Episode 2; Sugihara Solaris

It's been about a week since the cruise ship ride back to school. Nothing much has happened once we returned aside from the numerous eyes kept on me.

The grudge hasn't gone down a bit. At least here I have the option to hide inside my room in the early morning and after school, I never really joined a club after all and honestly I'm thankful for that.

Classes ended awhile ago and now I'm leaning against the wall near a vending machine in a rather secluded spot. No one ever comes here since there's not much in this area to begin with so it's a great place to lay low and get some alone time.

Holding a bottle of lamune in my hand, I stare off into the evening sky while sipping on the bottle like a badass. It's hard being smart, not many people even want to be intelligent since it's really just a pain in the ass. It's not like you can't earn money from manual labor.

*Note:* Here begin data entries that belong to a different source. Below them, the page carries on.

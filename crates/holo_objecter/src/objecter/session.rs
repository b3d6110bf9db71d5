//! Per-destination session registry.
//!
//! A session records which ops and lingers are currently addressed to one
//! storage node. Membership is kept as id sets; the op and linger records
//! themselves live only in the router tables.

use std::collections::{BTreeMap, BTreeSet};

use super::types::{Epoch, LingerId, NodeId, Tid, Transport};

#[derive(Clone, Debug)]
pub(super) struct Session {
    pub(super) node: NodeId,
    pub(super) addr: String,
    /// Bumped every time the channel is re-established.
    pub(super) incarnation: u32,
    pub(super) ops: BTreeSet<Tid>,
    pub(super) lingers: BTreeSet<LingerId>,
    /// Highest map epoch any request on this session was sent under.
    pub(super) last_sent_epoch: Epoch,
}

impl Session {
    pub(super) fn is_idle(&self) -> bool {
        self.ops.is_empty() && self.lingers.is_empty()
    }
}

#[derive(Debug, Default)]
pub(super) struct SessionRegistry {
    sessions: BTreeMap<NodeId, Session>,
}

impl SessionRegistry {
    pub(super) fn len(&self) -> usize {
        self.sessions.len()
    }

    pub(super) fn get(&self, node: NodeId) -> Option<&Session> {
        self.sessions.get(&node)
    }

    pub(super) fn get_mut(&mut self, node: NodeId) -> Option<&mut Session> {
        self.sessions.get_mut(&node)
    }

    pub(super) fn iter(&self) -> impl Iterator<Item = &Session> {
        self.sessions.values()
    }

    pub(super) fn nodes(&self) -> Vec<NodeId> {
        self.sessions.keys().copied().collect()
    }

    /// Session for `node`, connecting first if none exists yet.
    pub(super) fn open(
        &mut self,
        node: NodeId,
        addr: &str,
        transport: &dyn Transport,
    ) -> &mut Session {
        self.sessions.entry(node).or_insert_with(|| {
            if let Err(err) = transport.connect(node, addr) {
                tracing::warn!(error = ?err, node, addr, "session connect failed");
            } else {
                tracing::info!(node, addr, "session opened");
            }
            Session {
                node,
                addr: addr.to_string(),
                incarnation: 0,
                ops: BTreeSet::new(),
                lingers: BTreeSet::new(),
                last_sent_epoch: 0,
            }
        })
    }

    /// Re-establish the channel to `node` keeping its members.
    pub(super) fn reopen(&mut self, node: NodeId, addr: &str, transport: &dyn Transport) -> bool {
        let Some(session) = self.sessions.get_mut(&node) else {
            return false;
        };
        transport.disconnect(node);
        if let Err(err) = transport.connect(node, addr) {
            tracing::warn!(error = ?err, node, addr, "session reconnect failed");
        }
        session.addr = addr.to_string();
        session.incarnation = session.incarnation.wrapping_add(1);
        tracing::info!(node, addr, incarnation = session.incarnation, "session reopened");
        true
    }

    /// Tear down the session and hand back its former members.
    pub(super) fn close(&mut self, node: NodeId, transport: &dyn Transport) -> Option<Session> {
        let session = self.sessions.remove(&node)?;
        transport.disconnect(node);
        tracing::info!(
            node,
            ops = session.ops.len(),
            lingers = session.lingers.len(),
            "session closed"
        );
        Some(session)
    }

    pub(super) fn attach_op(&mut self, node: NodeId, tid: Tid) {
        if let Some(session) = self.sessions.get_mut(&node) {
            session.ops.insert(tid);
        }
    }

    pub(super) fn detach_op(&mut self, node: NodeId, tid: Tid) {
        if let Some(session) = self.sessions.get_mut(&node) {
            session.ops.remove(&tid);
        }
    }

    pub(super) fn attach_linger(&mut self, node: NodeId, id: LingerId) {
        if let Some(session) = self.sessions.get_mut(&node) {
            session.lingers.insert(id);
        }
    }

    pub(super) fn detach_linger(&mut self, node: NodeId, id: LingerId) {
        if let Some(session) = self.sessions.get_mut(&node) {
            session.lingers.remove(&id);
        }
    }

    /// Close every session with no members. Returns the closed nodes.
    pub(super) fn reap(&mut self, transport: &dyn Transport) -> Vec<NodeId> {
        let idle: Vec<NodeId> = self
            .sessions
            .values()
            .filter(|s| s.is_idle())
            .map(|s| s.node)
            .collect();
        for node in &idle {
            self.close(*node, transport);
        }
        idle
    }

    /// Close everything (shutdown).
    pub(super) fn close_all(&mut self, transport: &dyn Transport) {
        for node in self.nodes() {
            self.close(node, transport);
        }
    }
}
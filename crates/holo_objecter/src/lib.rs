//! Client-side object request router.
//!
//! This crate turns "operate on object X" into requests addressed to the
//! storage node currently serving X, and keeps that routing correct while the
//! cluster map changes underneath outstanding requests. Callers supply a
//! `Transport` (and optionally a `PlacementResolver`), then drive requests
//! through `Objecter`.

pub mod objecter;
//! Router configuration.

use std::path::Path;
use std::time::Duration;

use anyhow::Context;
use serde::{Deserialize, Serialize};

use super::throttle::AdmissionMode;

/// Tunables for one `Objecter`. Unknown fields are rejected; missing ones take
/// their defaults.
#[derive(Clone, Debug, PartialEq, Eq, Serialize, Deserialize)]
#[serde(default, deny_unknown_fields)]
pub struct ObjecterConfig {
    /// Byte budget shared by all inflight ops. Zero disables the limit.
    pub max_inflight_bytes: u64,
    /// Op-count budget shared by all inflight ops. Zero disables the limit.
    pub max_inflight_ops: u64,
    /// Behaviour when the budget is exhausted, unless a request overrides it.
    pub admission: AdmissionMode,
    /// Hold writes while the cluster map carries the `full` flag.
    pub honor_full: bool,
    pub tick_interval_ms: u64,
    /// Ops unanswered for longer than this are reported laggy by `tick`.
    pub laggy_op_ms: u64,
    /// Pool, stat and statfs requests fail with `OpTimeout` after this long.
    pub admin_op_timeout_ms: Option<u64>,
    /// Stamped on every request so storage nodes can tell client restarts apart.
    pub client_incarnation: u32,
}

impl Default for ObjecterConfig {
    fn default() -> Self {
        Self {
            max_inflight_bytes: 100 * 1024 * 1024,
            max_inflight_ops: 1024,
            admission: AdmissionMode::Block,
            honor_full: true,
            tick_interval_ms: 5_000,
            laggy_op_ms: 10_000,
            admin_op_timeout_ms: None,
            client_incarnation: 0,
        }
    }
}

impl ObjecterConfig {
    pub fn from_json(text: &str) -> anyhow::Result<Self> {
        serde_json::from_str(text).context("parse objecter config")
    }

    pub fn load(path: &Path) -> anyhow::Result<Self> {
        let text = std::fs::read_to_string(path)
            .with_context(|| format!("read objecter config {}", path.display()))?;
        Self::from_json(&text)
    }

    pub fn tick_interval(&self) -> Duration {
        Duration::from_millis(self.tick_interval_ms.max(1))
    }

    pub fn laggy_threshold(&self) -> Duration {
        Duration::from_millis(self.laggy_op_ms)
    }

    pub fn admin_op_timeout(&self) -> Option<Duration> {
        self.admin_op_timeout_ms.map(Duration::from_millis)
    }
}

#[cfg(test)]
mod tests {
    use super::*;

    #[test]
    fn empty_document_yields_defaults() {
        let cfg = ObjecterConfig::from_json("{}").expect("parse");
        assert_eq!(cfg, ObjecterConfig::default());
        assert_eq!(cfg.tick_interval(), Duration::from_secs(5));
        assert_eq!(cfg.admin_op_timeout(), None);
    }

    #[test]
    fn partial_document_overrides_fields() {
        let cfg = ObjecterConfig::from_json(
            r#"{"max_inflight_ops": 8, "admission": "reject", "admin_op_timeout_ms": 250}"#,
        )
        .expect("parse");
        assert_eq!(cfg.max_inflight_ops, 8);
        assert_eq!(cfg.admission, AdmissionMode::Reject);
        assert_eq!(cfg.admin_op_timeout(), Some(Duration::from_millis(250)));
        assert_eq!(cfg.max_inflight_bytes, 100 * 1024 * 1024);
    }

    #[test]
    fn unknown_field_is_an_error() {
        let err = ObjecterConfig::from_json(r#"{"max_inflight": 1}"#).expect_err("typo");
        assert!(format!("{err:#}").contains("parse objecter config"));
    }
}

I wished I had some alone time to think but sadly that isn't an option. That's mostly because of my twin sister gulping down her drink loudly. It's really bothering if I'm being honest.

"Alright could you stop with the aggressive drinking?! This was meant to be emotional dear sister of mine!"

"What's meant to be emotional? The size of your penis or the fact you're being hunted down still?"

"Ah- there's absolutely nothing wrong with my dick size and don't talk about that shit in public!"

"You brought up first, Nii-san. If you keep shouting like that you'll scare Sora-chan."

"Mwee~!"

......I've totally forgotten that thing even existed in the first place. Come to think of it, I actually never saw it back at the cruise ship so it's actually been a long time since I've seen the little guy. It's kind of refreshing in a way.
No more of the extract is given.